Il l’invita à le suivre en direction
du canapé, et tous deux s’assirent, fourbus.
« Si vous saviez ce que j’ai vécu, fit-il
d’une voix à peine audible.
- Je le lis dans tes yeux.
- Vous voyez la surface. Le reste,
j’ai tout enfoui.
- Ce fut si dur ?
- Pire que ça »
Auguste se pencha vers lui, et,
prenant ses deux mains dans les siennes, inspira.
« Dois-je savoir ?
- Non.
- Suzanna a-t-elle quelque chose à
craindre ?
- Ne vous inquiétez pas. Je veille
sur elle.
- Moi aussi je veille sur elle. Et
donc sur toi. »
A ces mots, Pierre reprit ses mains.
« Je ne te raconte pas d’histoire,
Pierre. Je te dis les choses clairement. Tu es à mes côtés pour elle. Je ne
souhaite rien d’autre. Rien d’autre
- Ce qui veut dire…
- Tu es mon futur beau fils. Et mon
collaborateur.
- Je comprends »
D’une pression sur ses jambes,
Pierre se redressa, et fit face à l’homme qui se tenait encore assis.
« Dites-moi ce que vous avez à me
dire, Auguste.
- Je vais juste t’apprendre ce que
tu dois savoir. Pour elle, donc pour vous deux. Ici, on fait de la politique.

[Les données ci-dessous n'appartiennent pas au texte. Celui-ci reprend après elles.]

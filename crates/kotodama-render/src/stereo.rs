//! Mono / stereo frame composition
//!
//! One render pass per frame: the background triangle then every glyph
//! mesh, drawn once at full viewport size in mono or twice into two
//! half-width viewports in stereo. The split is a pure function of the
//! surface size and the stereo flag, so resizing just recomputes it.
//!
//! Rendering mutates nothing in the scene: a static field produces
//! identical frames on every call.

use crate::background::BackgroundField;
use crate::camera::Camera;
use crate::context::{RenderContext, RenderError};
use crate::glyph_pipeline::{FrameUniforms, GlyphPipeline, ModelUniforms};
use crate::mesh_cache::GlyphMeshCache;
use kotodama_core::Vec3;
use kotodama_field::{Orientation, Particle, ParticleField};
use kotodama_runtime::RenderSettings;

/// Horizontal camera offset between stereo eyes, world units
pub const EYE_SEPARATION: f32 = 0.064;

/// Point light position (shared with the original scene layout)
const LIGHT_POS: [f32; 3] = [0.0, 0.0, 10.0];
const AMBIENT: f32 = 0.3;

/// One eye's share of the surface, in pixels
#[derive(Debug, Clone, Copy, PartialEq)]
pub struct EyeViewport {
    pub x: f32,
    pub y: f32,
    pub width: f32,
    pub height: f32,
}

/// Mono: the whole surface. Stereo: two equal horizontal halves.
pub fn split_viewport(width: u32, height: u32, stereo: bool) -> Vec<EyeViewport> {
    let (w, h) = (width as f32, height as f32);
    if stereo {
        let half = w / 2.0;
        vec![
            EyeViewport {
                x: 0.0,
                y: 0.0,
                width: half,
                height: h,
            },
            EyeViewport {
                x: half,
                y: 0.0,
                width: half,
                height: h,
            },
        ]
    } else {
        vec![EyeViewport {
            x: 0.0,
            y: 0.0,
            width: w,
            height: h,
        }]
    }
}

/// Model matrix for one particle. Billboards rotate to face the camera;
/// FixedVertical particles carry translation only.
pub fn model_matrix(particle: &Particle, camera_pos: Vec3) -> [[f32; 4]; 4] {
    let p = particle.position;
    match particle.orientation {
        Orientation::FixedVertical => [
            [1.0, 0.0, 0.0, 0.0],
            [0.0, 1.0, 0.0, 0.0],
            [0.0, 0.0, 1.0, 0.0],
            [p.x, p.y, p.z, 1.0],
        ],
        Orientation::Billboard => {
            let forward = (camera_pos - p).normalized();
            let mut right = Vec3::UP.cross(&forward);
            if right.length() < 1e-5 {
                // Camera straight above or below: any horizontal right works
                right = Vec3::new(1.0, 0.0, 0.0);
            }
            let right = right.normalized();
            let up = forward.cross(&right);
            [
                [right.x, right.y, right.z, 0.0],
                [up.x, up.y, up.z, 0.0],
                [forward.x, forward.y, forward.z, 0.0],
                [p.x, p.y, p.z, 1.0],
            ]
        }
    }
}

/// Composes the scene into the surface, mono or stereo
pub struct StereoCompositor {
    pub glyph_pipeline: GlyphPipeline,
}

impl StereoCompositor {
    pub fn new(device: &wgpu::Device, format: wgpu::TextureFormat) -> Self {
        Self {
            glyph_pipeline: GlyphPipeline::new(device, format),
        }
    }

    /// Render one frame. `time` feeds the background shader; everything
    /// else is read-only scene state.
    #[allow(clippy::too_many_arguments)]
    pub fn render(
        &self,
        context: &RenderContext,
        camera: &Camera,
        field: &ParticleField,
        cache: &GlyphMeshCache,
        background: &BackgroundField,
        settings: &RenderSettings,
        time: f32,
    ) -> Result<(), RenderError> {
        let (width, height) = (context.config.width, context.config.height);
        let viewports = split_viewport(width, height, settings.stereo);

        // Per-eye cameras: parallel eyes around the scene camera, aspect
        // matched to their viewport share
        let eyes: Vec<Camera> = if settings.stereo {
            let mut left = camera.offset_eye(-EYE_SEPARATION / 2.0);
            let mut right = camera.offset_eye(EYE_SEPARATION / 2.0);
            left.aspect = viewports[0].width / viewports[0].height;
            right.aspect = left.aspect;
            vec![left, right]
        } else {
            vec![camera.clone()]
        };

        // Upload all uniforms before the pass so neither eye sees the
        // other's writes
        background.update(&context.queue, time, [width as f32, height as f32]);
        for (eye, eye_camera) in eyes.iter().enumerate() {
            self.glyph_pipeline.write_frame_uniforms(
                &context.queue,
                eye,
                &FrameUniforms {
                    view_proj: eye_camera.view_projection_matrix(),
                    light_pos: LIGHT_POS,
                    ambient: AMBIENT,
                },
            );
        }
        // Billboards face the central camera, so both eyes share one model
        // matrix per particle
        for (slot, particle) in field.active() {
            cache.write_model(
                &context.queue,
                slot,
                &ModelUniforms {
                    model: model_matrix(particle, camera.position),
                    tint: [1.0, 1.0, 1.0, particle.opacity],
                },
            );
        }

        let output = match context.surface.get_current_texture() {
            Ok(output) => output,
            Err(wgpu::SurfaceError::Lost | wgpu::SurfaceError::Outdated) => {
                // The next resize reconfigures; skip this frame
                return Ok(());
            }
            Err(e) => return Err(RenderError::SurfaceError(e.to_string())),
        };
        let view = output
            .texture
            .create_view(&wgpu::TextureViewDescriptor::default());

        let mut encoder = context
            .device
            .create_command_encoder(&wgpu::CommandEncoderDescriptor {
                label: Some("Frame Encoder"),
            });
        {
            let mut pass = encoder.begin_render_pass(&wgpu::RenderPassDescriptor {
                label: Some("Frame Pass"),
                color_attachments: &[Some(wgpu::RenderPassColorAttachment {
                    view: &view,
                    resolve_target: None,
                    ops: wgpu::Operations {
                        load: wgpu::LoadOp::Clear(wgpu::Color::BLACK),
                        store: wgpu::StoreOp::Store,
                    },
                })],
                depth_stencil_attachment: Some(wgpu::RenderPassDepthStencilAttachment {
                    view: &context.depth_view,
                    depth_ops: Some(wgpu::Operations {
                        load: wgpu::LoadOp::Clear(1.0),
                        store: wgpu::StoreOp::Discard,
                    }),
                    stencil_ops: None,
                }),
                occlusion_query_set: None,
                timestamp_writes: None,
            });

            for (eye, viewport) in viewports.iter().enumerate() {
                pass.set_viewport(
                    viewport.x,
                    viewport.y,
                    viewport.width,
                    viewport.height,
                    0.0,
                    1.0,
                );

                background.draw(&mut pass);

                pass.set_pipeline(&self.glyph_pipeline.pipeline);
                pass.set_bind_group(0, &self.glyph_pipeline.frame_bind_groups[eye], &[]);
                for (slot, _) in field.active() {
                    let Some(mesh) = cache.get(slot) else {
                        continue;
                    };
                    if mesh.index_count == 0 {
                        continue;
                    }
                    pass.set_bind_group(1, &mesh.model_bind_group, &[]);
                    pass.set_vertex_buffer(0, mesh.vertex_buffer.slice(..));
                    pass.set_index_buffer(mesh.index_buffer.slice(..), wgpu::IndexFormat::Uint32);
                    pass.draw_indexed(0..mesh.index_count, 0, 0..1);
                }
            }
        }

        context.queue.submit(std::iter::once(encoder.finish()));
        output.present();
        Ok(())
    }
}

#[cfg(test)]
mod tests {
    use super::*;
    use crate::camera::mat4_mul;

    fn particle_at(position: Vec3, orientation: Orientation) -> Particle {
        Particle {
            word: "test".to_string(),
            position,
            velocity: Vec3::ZERO,
            age: 2.0,
            lifespan: 10.0,
            opacity: 1.0,
            orientation,
            alive: true,
        }
    }

    #[test]
    fn mono_split_is_the_full_surface() {
        let viewports = split_viewport(1280, 720, false);
        assert_eq!(viewports.len(), 1);
        assert_eq!(
            viewports[0],
            EyeViewport {
                x: 0.0,
                y: 0.0,
                width: 1280.0,
                height: 720.0
            }
        );
    }

    #[test]
    fn stereo_split_is_two_equal_halves() {
        let viewports = split_viewport(1280, 720, true);
        assert_eq!(viewports.len(), 2);
        assert_eq!(viewports[0].width, 640.0);
        assert_eq!(viewports[1].x, 640.0);
        assert_eq!(viewports[0].height, viewports[1].height);
        assert_eq!(viewports[0].width, viewports[1].width);
    }

    #[test]
    fn split_is_idempotent() {
        // Rendering the same static scene twice must set up identical
        // viewports — no per-call side effects
        assert_eq!(split_viewport(800, 600, true), split_viewport(800, 600, true));
        assert_eq!(split_viewport(800, 600, false), split_viewport(800, 600, false));
    }

    #[test]
    fn resize_recomputes_the_split() {
        let before = split_viewport(1280, 720, true);
        let after = split_viewport(1920, 1080, true);
        assert_ne!(before[1].x, after[1].x);
        assert_eq!(after[1].x, 960.0);
    }

    #[test]
    fn fixed_vertical_never_rotates() {
        let p = particle_at(Vec3::new(3.0, -2.0, 1.0), Orientation::FixedVertical);
        let m = model_matrix(&p, Vec3::new(0.0, 0.0, 15.0));
        assert_eq!(m[0], [1.0, 0.0, 0.0, 0.0]);
        assert_eq!(m[1], [0.0, 1.0, 0.0, 0.0]);
        assert_eq!(m[2], [0.0, 0.0, 1.0, 0.0]);
        assert_eq!(m[3], [3.0, -2.0, 1.0, 1.0]);
    }

    #[test]
    fn billboard_faces_the_camera() {
        let p = particle_at(Vec3::ZERO, Orientation::Billboard);
        let m = model_matrix(&p, Vec3::new(0.0, 0.0, 15.0));
        // Forward column points at the camera
        assert!((m[2][2] - 1.0).abs() < 1e-6);
        // Basis stays right-handed and orthonormal
        assert!((m[0][0] - 1.0).abs() < 1e-6);
        assert!((m[1][1] - 1.0).abs() < 1e-6);
    }

    #[test]
    fn billboard_survives_degenerate_vertical_alignment() {
        let p = particle_at(Vec3::ZERO, Orientation::Billboard);
        let m = model_matrix(&p, Vec3::new(0.0, 20.0, 0.0));
        // No NaNs, basis columns stay unit length
        for col in &m[0..3] {
            let len = (col[0] * col[0] + col[1] * col[1] + col[2] * col[2]).sqrt();
            assert!((len - 1.0).abs() < 1e-4);
        }
    }

    #[test]
    fn matrix_helper_keeps_mul_identity() {
        let m = model_matrix(
            &particle_at(Vec3::new(1.0, 2.0, 3.0), Orientation::FixedVertical),
            Vec3::ZERO,
        );
        let identity = [
            [1.0, 0.0, 0.0, 0.0],
            [0.0, 1.0, 0.0, 0.0],
            [0.0, 0.0, 1.0, 0.0],
            [0.0, 0.0, 0.0, 1.0],
        ];
        assert_eq!(mat4_mul(&m, &identity), m);
    }
}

De la politique et rien d’autre. Bien ou mal, ce n’est pas le sujet. Tu
comprends ?
- Je comprends.
- Bien. Donc ce que tu appelles bien
ou mal n’a rien à faire dans nos échanges. Ici, tout est relatif. Forcément
relatif. Entends cela.
- Je l’entends.
- Sommes-nous en phase, Pierre ?
- Nous le sommes, Auguste.
- Je le vois. J’en suis heureux.
Alors disons les choses. Cette affaire Patrick Henry, c’est pour le pouvoir un
atout dans un jeu de cartes. Cet atout, on peut le saisir ou pas. Le Président
en a besoin. Ce n’est pas à nous de dire s’il a tort ou raison, si c’est bien
ou mal. L’opinion a peur, l’opinion attend un procès, l’opinion exige, nous
répondons. Voilà.
- Et donc….
- Et donc, pour un procès il nous
faut un avocat. Ponia a fait arrêter un type, ce type est désormais chez nous.
- C’est clair.
- La politique, c’est pas fait pour
être clair en soi, mais il faut que ça se traduise ainsi.
- Je comprends.
- L’électeur doit s’y retrouver,
entre ses courses et sa grille de mots fléchés.
- Et pourquoi on a du mal à trouver
un avocat ?
- Parce que ce sont des andouilles !
Ils font comme tu faisais il y a encore cinq minutes. Ils confondent tout.
- Quoi, tout ? - La morale et le
job.
- Je comprends. Mais ce n’est pas
simple, tout de même…
- Suzanna, qui a vingt ans, y
parvient très bien !
- C’est votre fille !
- Laure aussi est ma fille…
- Pas de la même façon.
- De son fait à elle, sûrement.
- Du vôtre également » Auguste
fronça les sourcils.
« Ce n’est pas le lieu pour traiter
ce genre d’affaires. Ni le moment.
- Soit. - Bien »
Auguste inspira, et son regard se
perdit.
« Cette fois c’est toi qui dois me
demander pardon. - Si vous insistez…
- Je le demande. Sans insister.
- Prenez ce qu’il vous plaira,
Auguste. Ce qui compte, c’est que j’apprends. »
Pierre surprit un sourire traverser
le visage du Ministre.
« Tu progresses à une vitesse sidérante.
- Si je vous épate, vous m’en voyez ravi.
- Il y a de quoi !
- Vous êtes le Roi, moi le Valet.
Vous vous souvenez ?
- L’exemple de Suzanna était bon. -
Pour quelqu’un de votre monde, forcément.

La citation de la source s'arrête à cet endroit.